The fourth panel zoomed in on some more community perspectives from Tanzania, but also offered differently situated critiques of archaeological practices and current restitution debates. REVOCATUS BUGUMBA (Dar es Salaam), the director of the Site and Monuments Department, National Museum of Tanzania, suggested holding more joint workshops between the National Museum of Tanzania, local communities and other German institutions and museums holding human collections from Tanzania. Such workshops could pave the way for the repatriation of human remains stolen from Tanzania during the colonial period.
KILALA LUNZEGERE (Singida, Mkalama District) went into more detail about the origin and perspective of the Isanzu. He explained that the return of the remains would also enable them to pass on community history and that it would be an important signal to the younger generations. Two Isanzu community members, Jumanne Alli Gimbi, as chief, and Erasto John Linza, as a representative, who had already been acknowledged during Simba and Chami’s presentation, were now invited to speak. Chief JUMANNE ALLI GIMBI gave a statement in Swahili, which was translated into English. The current chiefdom arose after the hanging of Kitentemi. The researchers now brought further details about this event to the awareness of the community, which they will debate internally. There are rituals practiced in chief’s Kitentemi’s memory and they would like to continue these in the presence of his remains. All other remains should also be returned so that they can receive dignified burials. Misfortunes such as draughts are understood to be caused by the fact that their ancestors have not been laid to rest.
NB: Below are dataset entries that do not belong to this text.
use clap::{ArgAction, Parser};

use training_controller::{EnabledSchemes, SchemeError};
use training_core::OperatorConfig;

/// Training job operator.
///
/// Attaches a reconciler for each enabled job kind to one controller manager
/// and runs it until SIGINT or SIGTERM.
#[derive(Parser, Debug)]
#[command(name = "training-operator", version, about)]
pub struct CliArgs {
    /// Enable a job kind, case insensitive. Repeat to enable several:
    /// --enable-scheme tfjob --enable-scheme pytorchjob.
    /// Supported: TFJob, PyTorchJob, MXJob, XGBoostJob.
    /// When omitted, every supported kind is enabled.
    #[arg(long = "enable-scheme", value_name = "KIND", action = ArgAction::Append)]
    pub enable_scheme: Vec<String>,

    /// Enable every supported job kind.
    #[arg(long, conflicts_with = "enable_scheme")]
    pub enable_all_schemes: bool,

    /// Schedule all replicas of a job atomically (overrides env when set).
    /// `--enable-gang-scheduling` alone means true; pass `=false` to turn it off.
    #[arg(long, value_name = "BOOL", num_args = 0..=1, default_missing_value = "true")]
    pub enable_gang_scheduling: Option<bool>,

    /// Address for the /healthz and /readyz endpoints (overrides env).
    #[arg(long)]
    pub health_probe_bind_address: Option<String>,

    /// Namespace to watch. Unset watches all namespaces (overrides env).
    #[arg(long)]
    pub namespace: Option<String>,

    /// Seconds to wait for reconcilers to stop (overrides env).
    #[arg(long)]
    pub shutdown_timeout: Option<u64>,
}

impl CliArgs {
    /// Validate the requested kinds, enabling all of them when none are named.
    pub fn enabled_schemes(&self) -> Result<EnabledSchemes<'static>, SchemeError> {
        let mut schemes = EnabledSchemes::new();
        for kind in &self.enable_scheme {
            schemes.set(kind)?;
        }
        if self.enable_all_schemes || schemes.is_empty() {
            schemes.fill_all();
        }
        Ok(schemes)
    }

    /// Apply command-line overrides on top of the env config.
    pub fn apply_to(&self, config: &mut OperatorConfig) {
        if let Some(enabled) = self.enable_gang_scheduling {
            config.enable_gang_scheduling = enabled;
        }
        if let Some(addr) = &self.health_probe_bind_address {
            config.health_probe_bind_address = addr.clone();
        }
        if let Some(ns) = &self.namespace {
            config.namespace = Some(ns.clone()).filter(|ns| !ns.is_empty());
        }
        if let Some(secs) = self.shutdown_timeout {
            config.shutdown_timeout_secs = secs;
        }
    }
}

#[cfg(test)]
mod tests {
    use super::*;

    fn parse(args: &[&str]) -> CliArgs {
        let mut argv = vec!["training-operator"];
        argv.extend_from_slice(args);
        CliArgs::try_parse_from(argv).unwrap()
    }

    fn base_config() -> OperatorConfig {
        OperatorConfig {
            profile: String::new(),
            health_probe_bind_address: "0.0.0.0:8081".into(),
            namespace: Some("kubeflow".into()),
            enable_gang_scheduling: false,
            shutdown_timeout_secs: 10,
        }
    }

    #[test]
    fn repeated_flags_keep_order_and_canonical_case() {
        let args = parse(&["--enable-scheme", "xgboostjob", "--enable-scheme=TFJOB"]);
        let schemes = args.enabled_schemes().unwrap();
        assert_eq!(schemes.to_string(), "XGBoostJob,TFJob");
    }

    #[test]
    fn no_flags_enables_everything() {
        let schemes = parse(&[]).enabled_schemes().unwrap();
        assert_eq!(schemes.len(), 4);
    }

    #[test]
    fn enable_all_flag_fills_selection() {
        let schemes = parse(&["--enable-all-schemes"]).enabled_schemes().unwrap();
        assert_eq!(schemes.len(), 4);
    }

    #[test]
    fn enable_all_conflicts_with_explicit_kinds() {
        let result = CliArgs::try_parse_from([
            "training-operator",
            "--enable-all-schemes",
            "--enable-scheme",
            "tfjob",
        ]);
        assert!(result.is_err());
    }

    #[test]
    fn unknown_kind_is_reported_verbatim() {
        let err = parse(&["--enable-scheme", "SparkJob"])
            .enabled_schemes()
            .unwrap_err();
        assert_eq!(err.to_string(), "scheme SparkJob is not supported yet");
    }

    #[test]
    fn overrides_replace_env_values() {
        let args = parse(&[
            "--health-probe-bind-address",
            "127.0.0.1:9440",
            "--namespace",
            "",
            "--shutdown-timeout",
            "3",
        ]);
        let mut config = base_config();
        args.apply_to(&mut config);
        assert_eq!(config.health_probe_bind_address, "127.0.0.1:9440");
        assert_eq!(config.namespace, None);
        assert_eq!(config.shutdown_timeout_secs, 3);
    }

    #[test]
    fn absent_overrides_keep_env_values() {
        let args = parse(&[]);
        let mut config = base_config();
        config.enable_gang_scheduling = true;
        args.apply_to(&mut config);
        assert_eq!(config.namespace.as_deref(), Some("kubeflow"));
        assert_eq!(config.shutdown_timeout_secs, 10);
        assert!(config.enable_gang_scheduling);
    }

    #[test]
    fn bare_gang_flag_turns_it_on() {
        let args = parse(&["--enable-gang-scheduling", "--enable-scheme", "tfjob"]);
        let mut config = base_config();
        args.apply_to(&mut config);
        assert!(config.enable_gang_scheduling);
        assert_eq!(args.enable_scheme, vec!["tfjob"]);
    }

    #[test]
    fn gang_flag_can_turn_env_value_off() {
        let args = parse(&["--enable-gang-scheduling=false"]);
        let mut config = base_config();
        config.enable_gang_scheduling = true;
        args.apply_to(&mut config);
        assert!(!config.enable_gang_scheduling);
    }
}
//! training-operator — runs the reconcilers for the enabled training job kinds.
//!
//! # Usage
//!
//! ```bash
//! # Every supported job kind
//! training-operator
//!
//! # Only TFJob and PyTorchJob, with gang scheduling
//! training-operator --enable-scheme tfjob --enable-scheme pytorchjob --enable-gang-scheduling
//! ```

mod cli;

use anyhow::{Context, Result};
use clap::Parser;
use tracing::{debug, info};

use training_controller::{ping, setup_reconcilers, ControllerManager, Manager, ManagerOptions};
use training_core::config::{load_dotenv, OperatorConfig};

use crate::cli::CliArgs;

#[tokio::main]
async fn main() -> Result<()> {
    tracing_subscriber::fmt()
        .with_env_filter(
            tracing_subscriber::EnvFilter::try_from_default_env()
                .unwrap_or_else(|_| tracing_subscriber::EnvFilter::new("info")),
        )
        .init();

    let args = CliArgs::parse();

    load_dotenv();
    let mut config = OperatorConfig::from_env();
    args.apply_to(&mut config);
    config.log_summary();
    debug!(config = %config.summary(), "effective configuration");

    let options = ManagerOptions::from_config(&config).context("invalid operator configuration")?;
    let schemes = args.enabled_schemes()?;
    info!(schemes = %schemes, "enabled schemes");

    let mut mgr = ControllerManager::new(options);
    setup_reconcilers(&mut mgr, &schemes, config.enable_gang_scheduling)
        .context("unable to create controller")?;

    mgr.add_healthz_check("healthz", ping())
        .context("unable to set up health check")?;
    mgr.add_readyz_check("readyz", ping())
        .context("unable to set up ready check")?;

    info!("starting manager");
    mgr.start(shutdown_signal())
        .await
        .context("problem running manager")?;

    info!("training-operator exited");
    Ok(())
}

/// Wait for SIGINT or SIGTERM (Unix) or Ctrl+C elsewhere.
async fn shutdown_signal() {
    #[cfg(unix)]
    {
        use tokio::signal::unix::{signal, SignalKind};
        match (signal(SignalKind::interrupt()), signal(SignalKind::terminate())) {
            (Ok(mut sigint), Ok(mut sigterm)) => {
                tokio::select! {
                    _ = sigint.recv() => {}
                    _ = sigterm.recv() => {}
                }
            }
            _ => {
                tracing::warn!("failed to register signal handlers, falling back to ctrl_c");
                let _ = tokio::signal::ctrl_c().await;
            }
        }
    }

    #[cfg(not(unix))]
    {
        let _ = tokio::signal::ctrl_c().await;
    }
}
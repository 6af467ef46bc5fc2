use tracing::info;

use crate::error::{BootstrapError, SchemeError};
use crate::manager::Manager;
use crate::schemes::EnabledSchemes;

/// Attach a reconciler for every enabled scheme, in selection order.
///
/// Stops at the first failing setup function and returns its error
/// unchanged. Reconcilers attached before the failure stay attached.
pub fn setup_reconcilers(
    mgr: &mut dyn Manager,
    schemes: &EnabledSchemes<'_>,
    enable_gang_scheduling: bool,
) -> Result<(), BootstrapError> {
    let registry = schemes.registry();
    for kind in schemes.iter() {
        let setup = registry
            .lookup(kind)
            .ok_or_else(|| SchemeError::Unsupported(kind.to_string()))?;
        info!(scheme = %kind, gang_scheduling = enable_gang_scheduling, "setting up reconciler");
        setup(mgr, enable_gang_scheduling)?;
    }
    Ok(())
}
KONRADIN KUNZE (Berlin) first clarified that he used ethnic categories with caution, since they often were colonial categories, but that he obeyed the self-identifications of the people he was working with. He reported on the results of his search for Mangi Meli’s remains, which he embarked upon because community members approached him about the whereabouts of the remains while he was realising a theatre production in Tanzania some years ago. He has since collaborated on further theatre productions dealing with related issues and a film and an exhibition about the history of Mangi Meli in Old Moshi. Kunze has found evidence that suggests that Mangi Lobulu Kayaa’s remains might be kept as part of the Luschan collection at the American Natural History Museum in New York. Kunze suggested to focus on those remains that have already been identified and urged to involve community members on a much broader scale and earlier on in the process. FELIX SYLVANUS KAAYA (Meru-Arusha), a descendant of Mangi Lobulu, revealed that his family and his ethnic group are ready to retrieve the remains of their Ancestor Mangi Lobulu Kaaya, which were shipped to Berlin during the German colonial period and are now kept in the American Museum of Natural History in New York. He outlined the desire of the family and the Meru ethnic group for the government of Tanzania to support them in negotiating with the American Museum where their ancestor is kept to bring him back to his homeland for a traditional burial ceremony. They have mourned the death of their ancestor for a hundred and twenty years, and now they have the chance to bring him home and unite with him culturally and spiritually.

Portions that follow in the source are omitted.